> ASSIGNMENT: Each line that includes the word "cannot" should be copied from the records.

> Stored items:
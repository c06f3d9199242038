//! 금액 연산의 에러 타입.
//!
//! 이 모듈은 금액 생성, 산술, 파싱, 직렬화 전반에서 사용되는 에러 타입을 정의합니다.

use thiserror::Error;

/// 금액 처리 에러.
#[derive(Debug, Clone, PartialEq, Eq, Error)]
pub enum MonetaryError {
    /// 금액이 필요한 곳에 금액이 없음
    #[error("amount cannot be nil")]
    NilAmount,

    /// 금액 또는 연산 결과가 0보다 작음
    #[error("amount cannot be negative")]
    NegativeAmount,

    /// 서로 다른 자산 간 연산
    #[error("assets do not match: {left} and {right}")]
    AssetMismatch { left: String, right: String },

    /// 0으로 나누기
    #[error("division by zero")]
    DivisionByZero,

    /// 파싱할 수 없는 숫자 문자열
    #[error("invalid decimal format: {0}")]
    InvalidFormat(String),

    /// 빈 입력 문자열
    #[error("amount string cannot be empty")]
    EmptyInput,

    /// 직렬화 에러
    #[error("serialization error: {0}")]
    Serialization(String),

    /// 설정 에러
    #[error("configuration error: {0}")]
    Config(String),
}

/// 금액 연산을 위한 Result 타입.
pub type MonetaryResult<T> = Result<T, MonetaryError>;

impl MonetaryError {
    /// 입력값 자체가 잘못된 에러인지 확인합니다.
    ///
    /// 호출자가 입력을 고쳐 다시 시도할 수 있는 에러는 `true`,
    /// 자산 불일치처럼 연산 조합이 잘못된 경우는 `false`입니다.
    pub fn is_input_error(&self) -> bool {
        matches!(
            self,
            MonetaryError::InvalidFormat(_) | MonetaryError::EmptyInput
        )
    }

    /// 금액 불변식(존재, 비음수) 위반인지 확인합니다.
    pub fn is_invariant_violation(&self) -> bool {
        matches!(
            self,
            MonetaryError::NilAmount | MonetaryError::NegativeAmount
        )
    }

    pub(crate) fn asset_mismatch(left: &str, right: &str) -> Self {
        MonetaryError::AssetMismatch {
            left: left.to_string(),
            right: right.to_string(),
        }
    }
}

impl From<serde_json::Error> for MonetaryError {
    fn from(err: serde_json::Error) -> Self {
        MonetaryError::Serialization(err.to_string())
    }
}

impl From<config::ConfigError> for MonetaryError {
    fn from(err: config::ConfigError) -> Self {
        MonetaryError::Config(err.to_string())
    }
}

---

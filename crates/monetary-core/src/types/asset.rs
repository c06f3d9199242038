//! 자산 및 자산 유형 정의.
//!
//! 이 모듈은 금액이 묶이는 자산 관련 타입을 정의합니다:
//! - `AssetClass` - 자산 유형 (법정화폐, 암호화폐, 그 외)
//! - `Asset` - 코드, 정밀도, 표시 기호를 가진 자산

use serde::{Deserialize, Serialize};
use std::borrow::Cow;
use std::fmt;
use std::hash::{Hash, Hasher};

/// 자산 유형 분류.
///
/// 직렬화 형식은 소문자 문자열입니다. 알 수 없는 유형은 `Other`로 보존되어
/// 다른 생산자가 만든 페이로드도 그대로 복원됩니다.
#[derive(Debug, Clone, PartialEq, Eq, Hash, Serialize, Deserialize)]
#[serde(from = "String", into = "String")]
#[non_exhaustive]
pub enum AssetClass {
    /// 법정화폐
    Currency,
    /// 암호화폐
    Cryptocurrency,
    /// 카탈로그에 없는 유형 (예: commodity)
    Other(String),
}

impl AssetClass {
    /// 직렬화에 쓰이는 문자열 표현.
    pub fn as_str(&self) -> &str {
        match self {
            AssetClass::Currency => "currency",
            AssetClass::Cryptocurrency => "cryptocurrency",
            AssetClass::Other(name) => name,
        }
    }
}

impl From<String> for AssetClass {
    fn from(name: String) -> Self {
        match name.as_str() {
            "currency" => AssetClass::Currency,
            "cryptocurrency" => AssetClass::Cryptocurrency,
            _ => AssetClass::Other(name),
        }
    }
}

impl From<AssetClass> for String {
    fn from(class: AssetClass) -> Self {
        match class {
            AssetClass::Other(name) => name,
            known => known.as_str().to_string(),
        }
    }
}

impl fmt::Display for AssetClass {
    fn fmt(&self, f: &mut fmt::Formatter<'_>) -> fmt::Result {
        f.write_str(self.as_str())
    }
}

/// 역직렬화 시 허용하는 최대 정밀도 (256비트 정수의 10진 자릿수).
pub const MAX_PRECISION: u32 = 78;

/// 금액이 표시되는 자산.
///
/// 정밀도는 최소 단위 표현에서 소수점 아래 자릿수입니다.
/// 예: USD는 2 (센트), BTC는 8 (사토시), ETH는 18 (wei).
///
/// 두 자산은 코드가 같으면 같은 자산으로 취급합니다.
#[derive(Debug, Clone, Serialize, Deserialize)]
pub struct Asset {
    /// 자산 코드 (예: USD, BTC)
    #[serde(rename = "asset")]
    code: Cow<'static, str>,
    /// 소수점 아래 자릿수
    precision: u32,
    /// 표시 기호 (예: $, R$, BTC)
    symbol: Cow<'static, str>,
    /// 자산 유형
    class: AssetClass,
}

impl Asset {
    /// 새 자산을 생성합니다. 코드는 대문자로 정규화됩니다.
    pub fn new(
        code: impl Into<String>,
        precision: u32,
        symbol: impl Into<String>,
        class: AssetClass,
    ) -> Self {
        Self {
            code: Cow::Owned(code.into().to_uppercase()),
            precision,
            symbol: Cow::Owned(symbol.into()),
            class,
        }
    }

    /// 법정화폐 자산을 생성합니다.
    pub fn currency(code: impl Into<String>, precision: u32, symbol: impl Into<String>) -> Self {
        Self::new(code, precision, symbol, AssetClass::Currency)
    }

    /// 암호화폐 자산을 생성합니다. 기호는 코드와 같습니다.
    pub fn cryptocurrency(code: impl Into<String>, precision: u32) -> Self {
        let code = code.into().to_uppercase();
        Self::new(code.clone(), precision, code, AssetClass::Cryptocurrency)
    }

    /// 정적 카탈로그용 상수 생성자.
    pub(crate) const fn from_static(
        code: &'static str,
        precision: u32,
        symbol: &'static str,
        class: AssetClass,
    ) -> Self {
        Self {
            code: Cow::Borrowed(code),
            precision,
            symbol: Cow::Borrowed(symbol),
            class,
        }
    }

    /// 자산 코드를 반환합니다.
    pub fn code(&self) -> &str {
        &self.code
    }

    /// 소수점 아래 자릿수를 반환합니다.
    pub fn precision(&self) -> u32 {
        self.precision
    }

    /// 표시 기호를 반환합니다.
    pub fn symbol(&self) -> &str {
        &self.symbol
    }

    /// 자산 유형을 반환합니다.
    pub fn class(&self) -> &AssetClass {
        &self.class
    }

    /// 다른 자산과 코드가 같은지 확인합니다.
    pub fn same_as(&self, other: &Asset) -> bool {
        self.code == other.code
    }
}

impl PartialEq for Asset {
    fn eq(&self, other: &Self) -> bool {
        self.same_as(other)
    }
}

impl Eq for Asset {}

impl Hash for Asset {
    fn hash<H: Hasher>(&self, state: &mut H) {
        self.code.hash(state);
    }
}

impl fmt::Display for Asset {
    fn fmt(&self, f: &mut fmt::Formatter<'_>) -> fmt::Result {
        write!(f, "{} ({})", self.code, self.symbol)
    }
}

> RESPONSE TO THE EXERCISE:
    #[error("amount cannot be nil")]
    #[error("amount cannot be negative")]
    #[error("amount string cannot be empty")]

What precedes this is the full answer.